Prompt:
Which lines of the entries below run from the one holding "failures propagate unchanged." to the one holding "picking the dialect", inclusive? Set down exactly those lines and no others.

===== Records supplied =====

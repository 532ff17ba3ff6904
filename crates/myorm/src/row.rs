//! Row mapping traits and utilities

use crate::error::{OrmError, OrmResult};
use crate::value::{Entity, FromValue, Value};

/// One result-set row: column names and values in select-list order.
#[derive(Debug, Clone, Default, PartialEq)]
pub struct Row {
    columns: Vec<(String, Value)>,
}

impl Row {
    pub fn new(columns: Vec<(String, Value)>) -> Self {
        Self { columns }
    }

    pub fn len(&self) -> usize {
        self.columns.len()
    }

    pub fn is_empty(&self) -> bool {
        self.columns.is_empty()
    }

    /// Raw value of a column, by name.
    pub fn get(&self, column: &str) -> Option<&Value> {
        self.columns
            .iter()
            .find(|(name, _)| name == column)
            .map(|(_, v)| v)
    }

    /// Raw value of a column, by position.
    pub fn get_index(&self, idx: usize) -> Option<&Value> {
        self.columns.get(idx).map(|(_, v)| v)
    }

    pub fn columns(&self) -> impl Iterator<Item = &str> {
        self.columns.iter().map(|(name, _)| name.as_str())
    }

    /// Get a column value by name, returning an `OrmError::Decode` on failure.
    pub fn try_get<T: FromValue>(&self, column: &str) -> OrmResult<T> {
        let value = self
            .get(column)
            .ok_or_else(|| OrmError::decode(column, "no such column"))?;
        T::from_value(value).ok_or_else(|| {
            OrmError::decode(
                column,
                format!("cannot convert {value:?} to {}", std::any::type_name::<T>()),
            )
        })
    }

    /// Turn the row into an attribute bag keyed by column name.
    pub fn into_entity(self) -> Entity {
        self.columns.into_iter().collect()
    }
}

/// Trait for types that can be constructed from a database row.
pub trait FromRow: Sized {
    fn from_row(row: &Row) -> OrmResult<Self>;
}

impl FromRow for Row {
    fn from_row(row: &Row) -> OrmResult<Self> {
        Ok(row.clone())
    }
}

impl FromRow for Entity {
    fn from_row(row: &Row) -> OrmResult<Self> {
        Ok(row.clone().into_entity())
    }
}
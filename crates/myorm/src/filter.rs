//! Reconcile input attribute maps with the live schema.
//!
//! Rejection is not an error: both functions return `None` when a required
//! field is missing and leave it to the caller to skip or abort.

use crate::join::JoinSpec;
use crate::schema::TableSchema;
use crate::value::Entity;

/// Drop keys unknown to `schema`, then require every required field.
///
/// A field is required when it is NOT NULL, has no default and is not the
/// primary key (see [`FieldDescriptor::is_required`]). It counts as supplied
/// only with a non-null value.
///
/// [`FieldDescriptor::is_required`]: crate::schema::FieldDescriptor::is_required
pub fn clean(mut entity: Entity, schema: &TableSchema) -> Option<Entity> {
    entity.retain(|name, _| schema.contains(name));

    let missing = schema
        .required_fields()
        .find(|f| entity.present(&f.name).is_none());
    if let Some(field) = missing {
        tracing::debug!(
            target: "myorm.sql",
            table = schema.table(),
            field = field.name.as_str(),
            "rejecting entity without required field"
        );
        return None;
    }

    Some(entity)
}

/// [`clean`] for rows of a joined read.
///
/// `schemas` are the per-table schemas restricted to the selected fields (see
/// [`TableFields::restrict`](crate::join::TableFields::restrict)). A key is kept
/// when it names a selected column or its alias in any table. Required fields
/// are looked up under their output name and only need to be present as keys,
/// since an outer join may legitimately produce nulls.
pub fn clean_joined(mut entity: Entity, spec: &JoinSpec, schemas: &[TableSchema]) -> Option<Entity> {
    entity.retain(|name, _| {
        schemas.iter().any(|schema| {
            schema.contains(name)
                || spec
                    .table_fields(schema.table())
                    .is_some_and(|t| t.mentions(name))
        })
    });

    for schema in schemas {
        let selected = spec.table_fields(schema.table());
        for field in schema.required_fields() {
            let name = selected
                .and_then(|t| t.output_name(&field.name))
                .unwrap_or(field.name.as_str());
            if !entity.contains_key(name) {
                tracing::debug!(
                    target: "myorm.sql",
                    table = schema.table(),
                    field = name,
                    "rejecting joined row without required field"
                );
                return None;
            }
        }
    }

    Some(entity)
}
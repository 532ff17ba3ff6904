use super::degrade;
use super::model::Model;
use crate::client::GenericClient;
use crate::condition::{Conditions, Direction};
use crate::database::Database;
use crate::error::OrmResult;
use crate::filter::clean_joined;
use crate::join::JoinSpec;
use crate::schema::{SchemaCache, TableSchema};
use crate::value::{Entity, Value};
use std::collections::BTreeMap;
use std::marker::PhantomData;

/// Read-only repository over a [`JoinSpec`].
///
/// Rows are cleaned against the schemas of every selected table, restricted
/// to the selected fields, with aliases honoured.
pub struct JoinRepository<'a, M, C> {
    db: &'a Database<C>,
    spec: JoinSpec,
    params: BTreeMap<String, Value>,
    _model: PhantomData<fn() -> M>,
}

impl<'a, M: Model, C: GenericClient> JoinRepository<'a, M, C> {
    pub fn new(db: &'a Database<C>, spec: JoinSpec) -> Self {
        Self {
            db,
            spec,
            params: BTreeMap::new(),
            _model: PhantomData,
        }
    }

    pub fn spec(&self) -> &JoinSpec {
        &self.spec
    }

    /// Bind the value of a join predicate parameter.
    pub fn bind_param(&mut self, name: impl Into<String>, value: impl Into<Value>) -> &mut Self {
        self.params.insert(name.into(), value.into());
        self
    }

    /// Builder-style [`bind_param`](Self::bind_param).
    pub fn with_param(mut self, name: impl Into<String>, value: impl Into<Value>) -> Self {
        self.bind_param(name, value);
        self
    }

    async fn schemas(&self) -> OrmResult<Vec<TableSchema>> {
        let mut cache = SchemaCache::new(self.db.client());
        let mut schemas = Vec::with_capacity(self.spec.fields().len());
        for table in self.spec.fields() {
            let schema = cache.describe(&table.table).await?;
            schemas.push(table.restrict(schema)?);
        }
        Ok(schemas)
    }

    /// Per-table schemas, each restricted to the selected fields.
    pub async fn field_list(&self) -> OrmResult<Vec<TableSchema>> {
        let result = self.schemas().await;
        degrade(self.spec.table(), "field_list", result)
    }

    async fn fetch(
        &self,
        conditions: &Conditions,
        order: Option<(&str, Option<Direction>)>,
        limit: Option<u64>,
    ) -> OrmResult<Vec<M>> {
        let query = self.spec.build(conditions, order, limit, &self.params)?;
        let schemas = self.schemas().await?;
        let rows = self.db.send(&query).await?;
        rows.into_iter()
            .filter_map(|row| clean_joined(row.into_entity(), &self.spec, &schemas))
            .map(M::from_entity)
            .collect()
    }

    /// The joined row whose primary-table identifier equals `id`.
    pub async fn get_item_by_id(&self, id: i64) -> OrmResult<Option<M>> {
        let conditions = Conditions::new().and(self.spec.key_field(), vec![id]);
        let result = self.fetch(&conditions, None, Some(1)).await;
        Ok(degrade(self.spec.table(), "get_item_by_id", result)?
            .into_iter()
            .next())
    }

    /// Joined rows filtered by IN-lists on primary-table columns.
    ///
    /// The order column is emitted unqualified, so it may name an alias.
    pub async fn get_item_list(
        &self,
        conditions: Conditions,
        order: Option<(&str, Option<Direction>)>,
        limit: Option<u64>,
    ) -> OrmResult<Vec<M>> {
        let result = self.fetch(&conditions, order, limit).await;
        degrade(self.spec.table(), "get_item_list", result)
    }

    /// Build a model from a joined attribute set without reading anything
    /// but the schemas.
    pub async fn create_item(&self, entity: Entity) -> OrmResult<Option<M>> {
        let result = async {
            let schemas = self.schemas().await?;
            clean_joined(entity, &self.spec, &schemas)
                .filter(|e| !e.is_empty())
                .map(M::from_entity)
                .transpose()
        };
        degrade(self.spec.table(), "create_item", result.await)
    }
}
//! Query monitoring and hooks for SQL execution.
//!
//! This module provides:
//! - [`QueryHook`]s that inspect or abort a statement before it runs
//! - [`QueryMonitor`]s that observe durations and outcomes
//! - [`InstrumentedClient`], which wraps any [`GenericClient`](crate::GenericClient)
//!   with both, plus an optional timeout and slow-query threshold
//!
//! # Example
//!
//! ```rust,ignore
//! use myorm::monitor::{InstrumentedClient, MonitorConfig, StatsMonitor, TracingSqlHook};
//! use std::time::Duration;
//!
//! let client = InstrumentedClient::new(pool_client)
//!     .with_config(
//!         MonitorConfig::new()
//!             .with_slow_query_threshold(Duration::from_millis(250))
//!             .enable_monitoring(),
//!     )
//!     .with_hook(TracingSqlHook::new())
//!     .with_monitor(StatsMonitor::new());
//! ```

mod config;
mod instrumented;
mod monitors;
mod tracing_hook;
mod types;


pub use config::MonitorConfig;
pub use instrumented::InstrumentedClient;
pub use monitors::{CompositeHook, LoggingMonitor, NoopMonitor, QueryStats, StatsMonitor};
pub use tracing_hook::TracingSqlHook;
pub use types::{
    HookAction, QueryContext, QueryHook, QueryMonitor, QueryResult, QueryType, target_table,
};

pub(crate) fn truncate_sql_bytes(sql: &str, max_bytes: usize) -> &str {
    if sql.len() <= max_bytes {
        return sql;
    }
    let mut end = max_bytes;
    while end > 0 && !sql.is_char_boundary(end) {
        end -= 1;
    }
    &sql[..end]
}
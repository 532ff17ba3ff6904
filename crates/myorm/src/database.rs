//! Executor: schema lookup, statement building and execution in one call.

use crate::builder::{self, InsertOptions, Select, Target};
use crate::client::{GenericClient, WriteOutcome};
use crate::dialect::{Dialect, ServerVersion};
use crate::error::OrmResult;
use crate::ident::Ident;
use crate::row::Row;
use crate::schema::{self, TableSchema};
use crate::sql::{Query, Sql};
use crate::value::{Entity, Value};

/// A client bound to an upsert dialect.
///
/// Every table operation describes the table first, so statements are always
/// built against the live schema. Engine failures propagate unchanged.
#[derive(Debug, Clone)]
pub struct Database<C> {
    client: C,
    dialect: Dialect,
}

impl<C: GenericClient> Database<C> {
    pub fn new(client: C, dialect: Dialect) -> Self {
        Self { client, dialect }
    }

    /// Wrap `client`, picking the dialect from `SELECT VERSION()`.
    pub async fn detect(client: C) -> OrmResult<Self> {
        let version = client.server_version().await?;
        let dialect = Dialect::for_server(&ServerVersion::parse(&version)?);
        tracing::debug!(target: "myorm.sql", version = %version, %dialect, "detected server dialect");
        Ok(Self::new(client, dialect))
    }

    pub fn dialect(&self) -> Dialect {
        self.dialect
    }

    pub fn client(&self) -> &C {
        &self.client
    }

    pub fn into_client(self) -> C {
        self.client
    }

    pub async fn describe(&self, table: &str) -> OrmResult<TableSchema> {
        schema::describe(&self.client, table).await
    }

    /// Run a query and return its rows.
    pub async fn send(&self, query: &Query) -> OrmResult<Vec<Row>> {
        tracing::debug!(
            target: "myorm.sql",
            sql = query.sql(),
            param_count = query.params().len(),
            "query"
        );
        self.client.query(query.sql(), query.params()).await
    }

    /// Run a statement and report affected rows.
    pub async fn execute(&self, query: &Query) -> OrmResult<WriteOutcome> {
        tracing::debug!(
            target: "myorm.sql",
            sql = query.sql(),
            param_count = query.params().len(),
            "execute"
        );
        self.client.execute(query.sql(), query.params()).await
    }

    /// Number of rows in `table`.
    pub async fn count(&self, table: &str) -> OrmResult<u64> {
        let mut sql = Sql::new("SELECT COUNT(*) AS `count` FROM ");
        sql.push_ident(table)?;
        let rows = self.send(&sql.build()).await?;
        match rows.first() {
            Some(row) => Ok(u64::try_from(row.try_get::<i64>("count")?).unwrap_or(0)),
            None => Ok(0),
        }
    }

    /// All rows matching `select`.
    pub async fn select(&self, table: &str, select: &Select) -> OrmResult<Vec<Row>> {
        let schema = self.describe(table).await?;
        self.send(&select.build(&schema)?).await
    }

    /// The first row matching `select`; the limit is forced to 1.
    pub async fn select_one(&self, table: &str, select: Select) -> OrmResult<Option<Row>> {
        let rows = self.select(table, &select.limit(1)).await?;
        Ok(rows.into_iter().next())
    }

    pub async fn insert_one(
        &self,
        table: &str,
        entity: &Entity,
        options: InsertOptions,
    ) -> OrmResult<WriteOutcome> {
        let schema = self.describe(table).await?;
        let query = builder::insert_one(&schema, entity, options, self.dialect)?;
        self.execute(&query).await
    }

    pub async fn insert_many(
        &self,
        table: &str,
        entities: &[Entity],
        options: InsertOptions,
    ) -> OrmResult<WriteOutcome> {
        let schema = self.describe(table).await?;
        let query = builder::insert_many(&schema, entities, options, self.dialect)?;
        self.execute(&query).await
    }

    pub async fn update_one(&self, table: &str, entity: &Entity) -> OrmResult<WriteOutcome> {
        let schema = self.describe(table).await?;
        self.execute(&builder::update_one(&schema, entity)?).await
    }

    pub async fn update_many(&self, table: &str, entities: &[Entity]) -> OrmResult<WriteOutcome> {
        let schema = self.describe(table).await?;
        self.execute(&builder::update_many(&schema, entities)?).await
    }

    pub async fn remove_one(&self, table: &str, id: impl Into<Value>) -> OrmResult<WriteOutcome> {
        let schema = self.describe(table).await?;
        self.execute(&builder::delete_one(&schema, id)?).await
    }

    pub async fn remove_many(&self, table: &str, targets: &[Target]) -> OrmResult<WriteOutcome> {
        let schema = self.describe(table).await?;
        self.execute(&builder::delete_many(&schema, targets)?).await
    }

    /// Identifiers of `table`, optionally paged with `LIMIT offset, amount`.
    ///
    /// Paging applies only when both bounds are given. Non-numeric
    /// identifiers are skipped.
    pub async fn id_list(
        &self,
        table: &str,
        offset: Option<u64>,
        amount: Option<u64>,
    ) -> OrmResult<Vec<i64>> {
        let schema = self.describe(table).await?;
        let id = Ident::quoted(schema.id_field())?;

        let mut sql = Sql::new("SELECT ");
        sql.push_ident_ref(&id).push(" FROM ");
        sql.push_ident(table)?;
        if let (Some(offset), Some(amount)) = (offset, amount) {
            sql.push(&format!(" LIMIT {offset}, {amount}"));
        }

        let rows = self.send(&sql.build()).await?;
        Ok(rows
            .iter()
            .filter_map(|row| row.get_index(0).and_then(Value::as_i64))
            .collect())
    }
}
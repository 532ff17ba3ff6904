//! Pooled MySQL/MariaDB client (via `mysql_async`).

use crate::client::{GenericClient, WriteOutcome};
use crate::config::ClientConfig;
use crate::database::Database;
use crate::error::{OrmError, OrmResult};
use crate::monitor::{InstrumentedClient, LoggingMonitor, MonitorConfig, QueryType, TracingSqlHook};
use crate::row::Row;
use crate::value::Value;
use mysql_async::prelude::Queryable;
use mysql_async::{Conn, Opts, OptsBuilder, Params, Pool, PoolConstraints, PoolOpts};

/// The database handle returned by [`Database::connect`].
pub type MySqlDatabase = Database<InstrumentedClient<MySqlClient>>;

/// A [`GenericClient`] over a `mysql_async` connection pool.
///
/// Every call checks out one connection and returns it to the pool when the
/// call ends, whatever the outcome. Reconnecting dropped connections is left
/// to the pool.
#[derive(Debug, Clone)]
pub struct MySqlClient {
    pool: Pool,
}

impl MySqlClient {
    /// Build a pool from `config`. No connection is opened until first use.
    pub fn connect(config: &ClientConfig) -> OrmResult<Self> {
        config.validate()?;
        let opts = Opts::from_url(&config.url).map_err(|e| OrmError::Connection(e.to_string()))?;
        let constraints = PoolConstraints::new(config.pool_min, config.pool_max).ok_or_else(|| {
            OrmError::configuration(format!(
                "invalid pool bounds {}..={}",
                config.pool_min, config.pool_max
            ))
        })?;
        let opts = OptsBuilder::from_opts(opts)
            .pool_opts(PoolOpts::default().with_constraints(constraints));
        Ok(Self::from_pool(Pool::new(opts)))
    }

    pub fn from_pool(pool: Pool) -> Self {
        Self { pool }
    }

    pub fn pool(&self) -> &Pool {
        &self.pool
    }

    /// Close every pooled connection.
    pub async fn disconnect(self) -> OrmResult<()> {
        self.pool.disconnect().await.map_err(OrmError::from)
    }

    async fn conn(&self) -> OrmResult<Conn> {
        self.pool
            .get_conn()
            .await
            .map_err(|e| OrmError::Connection(e.to_string()))
    }
}

impl GenericClient for MySqlClient {
    async fn query(&self, sql: &str, params: &[Value]) -> OrmResult<Vec<Row>> {
        let mut conn = self.conn().await?;
        // DESCRIBE and SHOW go over the text protocol.
        let rows: Vec<mysql_async::Row> =
            if params.is_empty() && QueryType::from_sql(sql) == QueryType::Other {
                conn.query(sql).await?
            } else {
                conn.exec(sql, positional(params)).await?
            };
        Ok(rows.into_iter().map(convert_row).collect())
    }

    async fn execute(&self, sql: &str, params: &[Value]) -> OrmResult<WriteOutcome> {
        let mut conn = self.conn().await?;
        conn.exec_drop(sql, positional(params)).await?;
        Ok(WriteOutcome {
            rows_affected: conn.affected_rows(),
            last_insert_id: conn.last_insert_id().filter(|id| *id != 0),
        })
    }
}

impl Database<InstrumentedClient<MySqlClient>> {
    /// Open a pool, wrap it with SQL logging and pick the upsert dialect.
    ///
    /// The dialect comes from `config.dialect` when set, otherwise from
    /// `SELECT VERSION()`.
    pub async fn connect(config: &ClientConfig) -> OrmResult<Self> {
        let mut monitor_config = MonitorConfig::new();
        if let Some(timeout) = config.query_timeout {
            monitor_config = monitor_config.with_query_timeout(timeout);
        }
        if let Some(threshold) = config.slow_query_threshold {
            monitor_config = monitor_config
                .with_slow_query_threshold(threshold)
                .enable_monitoring();
        }

        let hook = match config.max_sql_length {
            Some(len) => TracingSqlHook::new().max_sql_length(len),
            None => TracingSqlHook::new().no_truncate(),
        };
        let monitor = LoggingMonitor {
            max_sql_length: config.max_sql_length,
            ..LoggingMonitor::default()
        };

        let client = InstrumentedClient::new(MySqlClient::connect(config)?)
            .with_config(monitor_config)
            .with_hook(hook)
            .with_monitor(monitor);

        match config.dialect {
            Some(dialect) => Ok(Database::new(client, dialect)),
            None => Database::detect(client).await,
        }
    }
}

fn positional(params: &[Value]) -> Params {
    if params.is_empty() {
        Params::Empty
    } else {
        Params::Positional(params.iter().cloned().map(mysql_async::Value::from).collect())
    }
}

fn convert_row(mut row: mysql_async::Row) -> Row {
    let columns = row.columns();
    let values = columns
        .iter()
        .enumerate()
        .map(|(idx, column)| {
            let value = row
                .take::<mysql_async::Value, _>(idx)
                .map(Value::from)
                .unwrap_or(Value::Null);
            (column.name_str().into_owned(), value)
        })
        .collect();
    Row::new(values)
}

impl From<Value> for mysql_async::Value {
    fn from(value: Value) -> Self {
        match value {
            Value::Null => mysql_async::Value::NULL,
            Value::Int(n) => mysql_async::Value::Int(n),
            Value::Float(f) => mysql_async::Value::Double(f),
            Value::Text(s) => mysql_async::Value::Bytes(s.into_bytes()),
        }
    }
}

impl From<mysql_async::Value> for Value {
    fn from(value: mysql_async::Value) -> Self {
        use mysql_async::Value as My;
        match value {
            My::NULL => Value::Null,
            My::Bytes(bytes) => Value::Text(String::from_utf8_lossy(&bytes).into_owned()),
            My::Int(n) => Value::Int(n),
            My::UInt(n) => match i64::try_from(n) {
                Ok(n) => Value::Int(n),
                Err(_) => Value::Text(n.to_string()),
            },
            My::Float(f) => Value::Float(f64::from(f)),
            My::Double(f) => Value::Float(f),
            My::Date(year, month, day, hour, minute, second, micros) => {
                let mut text = format!("{year:04}-{month:02}-{day:02}");
                if (hour, minute, second, micros) != (0, 0, 0, 0) {
                    text.push_str(&format!(" {hour:02}:{minute:02}:{second:02}"));
                }
                if micros != 0 {
                    text.push_str(&format!(".{micros:06}"));
                }
                Value::Text(text)
            }
            My::Time(negative, days, hours, minutes, seconds, micros) => {
                let sign = if negative { "-" } else { "" };
                let hours = u32::from(hours) + days * 24;
                let mut text = format!("{sign}{hours:02}:{minutes:02}:{seconds:02}");
                if micros != 0 {
                    text.push_str(&format!(".{micros:06}"));
                }
                Value::Text(text)
            }
        }
    }
}
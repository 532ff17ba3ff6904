//! Upsert dialect selection.
//!
//! MySQL 8.0.19 added row aliases to `INSERT ... ON DUPLICATE KEY UPDATE` and
//! deprecated the `VALUES(col)` function. MariaDB never adopted the alias form.
//! [`Dialect::for_server`] is the single place that decides which one to emit.

use crate::error::{OrmError, OrmResult};
use std::fmt;
use std::str::FromStr;

/// Alias used for the inserted row in the modern upsert form.
pub const UPSERT_ALIAS: &str = "new_table";

/// The ON DUPLICATE KEY UPDATE syntax to generate.
#[derive(Debug, Clone, Copy, PartialEq, Eq, Default)]
pub enum Dialect {
    /// `INSERT ... VALUES (...) AS new_table ON DUPLICATE KEY UPDATE col = new_table.col`
    #[default]
    Modern,
    /// `INSERT ... VALUES (...) ON DUPLICATE KEY UPDATE col = VALUES(col)`
    Legacy,
}

impl Dialect {
    /// Pick the dialect for a server version.
    pub fn for_server(version: &ServerVersion) -> Self {
        if !version.mariadb && (version.major, version.minor, version.patch) >= (8, 0, 19) {
            Dialect::Modern
        } else {
            Dialect::Legacy
        }
    }
}

impl fmt::Display for Dialect {
    fn fmt(&self, f: &mut fmt::Formatter<'_>) -> fmt::Result {
        match self {
            Dialect::Modern => f.write_str("modern"),
            Dialect::Legacy => f.write_str("legacy"),
        }
    }
}

impl FromStr for Dialect {
    type Err = OrmError;

    fn from_str(s: &str) -> OrmResult<Self> {
        match s.trim().to_ascii_lowercase().as_str() {
            "modern" => Ok(Dialect::Modern),
            "legacy" => Ok(Dialect::Legacy),
            other => Err(OrmError::configuration(format!(
                "unknown dialect '{other}' (expected 'modern' or 'legacy')"
            ))),
        }
    }
}

/// A parsed `SELECT VERSION()` string, e.g. `8.0.36` or `10.11.6-MariaDB-log`.
#[derive(Debug, Clone, Copy, PartialEq, Eq)]
pub struct ServerVersion {
    pub major: u16,
    pub minor: u16,
    pub patch: u16,
    pub mariadb: bool,
}

impl ServerVersion {
    pub fn parse(version: &str) -> OrmResult<Self> {
        let mariadb = version.to_ascii_lowercase().contains("mariadb");
        // MariaDB behind replication may report "5.5.5-10.6.12-MariaDB"
        let core = version
            .strip_prefix("5.5.5-")
            .filter(|_| mariadb)
            .unwrap_or(version);
        let numeric = core
            .split(|c: char| !(c.is_ascii_digit() || c == '.'))
            .next()
            .unwrap_or_default();

        let mut parts = numeric.split('.').map(str::parse::<u16>);
        let mut next = || -> OrmResult<u16> {
            match parts.next() {
                Some(Ok(n)) => Ok(n),
                None => Ok(0),
                Some(Err(_)) => Err(OrmError::Other(format!(
                    "unrecognised server version '{version}'"
                ))),
            }
        };

        let major = next()?;
        let minor = next()?;
        let patch = next()?;
        if major == 0 {
            return Err(OrmError::Other(format!(
                "unrecognised server version '{version}'"
            )));
        }

        Ok(Self {
            major,
            minor,
            patch,
            mariadb,
        })
    }
}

=====

Answer to the problem:
/// built against the live schema. Engine failures propagate unchanged.
#[derive(Debug, Clone)]
pub struct Database<C> {
    client: C,
    dialect: Dialect,
}

impl<C: GenericClient> Database<C> {
    pub fn new(client: C, dialect: Dialect) -> Self {
        Self { client, dialect }
    }

    /// Wrap `client`, picking the dialect from `SELECT VERSION()`.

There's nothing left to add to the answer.